[Collected data]
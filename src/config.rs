//! Runtime configuration from environment variables.
//!
//! | Variable | Default | Description |
//! |----------|---------|-------------|
//! | `POMOTASK_DATA_DIR` | platform data dir | Directory holding `pomotask.db` |
//! | `POMOTASK_TICK_MS` | 1000 | Timer heartbeat in milliseconds (50-60000) |
//! | `POMOTASK_LOG` | `warn` | Log filter, `RUST_LOG` syntax |
//!
//! Command-line flags override the environment.

use std::env;
use std::path::PathBuf;
use std::time::Duration;

use thiserror::Error;

use crate::persistence::Database;

const DEFAULT_TICK_MS: u64 = 1000;
const MIN_TICK_MS: u64 = 50;
const MAX_TICK_MS: u64 = 60_000;
const DEFAULT_LOG_FILTER: &str = "warn";

#[derive(Error, Debug, PartialEq, Eq)]
pub enum ConfigError {
    #[error("invalid value for {key}: {message}")]
    InvalidValue { key: String, message: String },
}

#[derive(Debug, Clone, PartialEq, Eq)]
pub struct Config {
    pub data_dir: PathBuf,
    pub tick_interval: Duration,
    pub log_filter: String,
}

impl Config {
    pub fn from_env() -> Result<Self, ConfigError> {
        Self::from_lookup(|key| env::var(key).ok())
    }

    /// Builds the config from an arbitrary variable source.
    pub fn from_lookup<F>(lookup: F) -> Result<Self, ConfigError>
    where
        F: Fn(&str) -> Option<String>,
    {
        let data_dir = lookup("POMOTASK_DATA_DIR")
            .filter(|v| !v.is_empty())
            .map(PathBuf::from)
            .unwrap_or_else(Database::default_data_dir);

        let tick_ms = match lookup("POMOTASK_TICK_MS") {
            Some(raw) => parse_tick_ms(&raw)?,
            None => DEFAULT_TICK_MS,
        };

        let log_filter = lookup("POMOTASK_LOG")
            .filter(|v| !v.is_empty())
            .unwrap_or_else(|| DEFAULT_LOG_FILTER.to_string());

        Ok(Self {
            data_dir,
            tick_interval: Duration::from_millis(tick_ms),
            log_filter,
        })
    }
}

fn parse_tick_ms(raw: &str) -> Result<u64, ConfigError> {
    let invalid = |message: String| ConfigError::InvalidValue {
        key: "POMOTASK_TICK_MS".to_string(),
        message,
    };
    let ms: u64 = raw
        .trim()
        .parse()
        .map_err(|_| invalid(format!("'{}' is not a number", raw)))?;
    if !(MIN_TICK_MS..=MAX_TICK_MS).contains(&ms) {
        return Err(invalid(format!(
            "must be between {} and {}",
            MIN_TICK_MS, MAX_TICK_MS
        )));
    }
    Ok(ms)
}

#[cfg(test)]
mod tests {
    use super::*;
    use std::collections::HashMap;

    fn config_from(vars: &[(&str, &str)]) -> Result<Config, ConfigError> {
        let vars: HashMap<String, String> = vars
            .iter()
            .map(|(k, v)| (k.to_string(), v.to_string()))
            .collect();
        Config::from_lookup(|key| vars.get(key).cloned())
    }

    #[test]
    fn test_defaults() {
        let config = config_from(&[]).unwrap();
        assert_eq!(config.data_dir, Database::default_data_dir());
        assert_eq!(config.tick_interval, Duration::from_secs(1));
        assert_eq!(config.log_filter, "warn");
    }

    #[test]
    fn test_overrides() {
        let config = config_from(&[
            ("POMOTASK_DATA_DIR", "/tmp/pomotask"),
            ("POMOTASK_TICK_MS", "250"),
            ("POMOTASK_LOG", "pomotask=debug"),
        ])
        .unwrap();
        assert_eq!(config.data_dir, PathBuf::from("/tmp/pomotask"));
        assert_eq!(config.tick_interval, Duration::from_millis(250));
        assert_eq!(config.log_filter, "pomotask=debug");
    }

    #[test]
    fn test_invalid_tick() {
        assert!(matches!(
            config_from(&[("POMOTASK_TICK_MS", "fast")]),
            Err(ConfigError::InvalidValue { .. })
        ));
        assert!(config_from(&[("POMOTASK_TICK_MS", "10")]).is_err());
        assert!(config_from(&[("POMOTASK_TICK_MS", "60001")]).is_err());
    }

    #[test]
    fn test_empty_values_fall_back() {
        let config = config_from(&[("POMOTASK_DATA_DIR", ""), ("POMOTASK_LOG", "")]).unwrap();
        assert_eq!(config.data_dir, Database::default_data_dir());
        assert_eq!(config.log_filter, "warn");
    }
}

**Required action:**
Read the entries and pick out all lines that include the word "Database".

**Exercise response:**
use crate::persistence::Database;
            .unwrap_or_else(Database::default_data_dir);
        assert_eq!(config.data_dir, Database::default_data_dir());
        assert_eq!(config.data_dir, Database::default_data_dir());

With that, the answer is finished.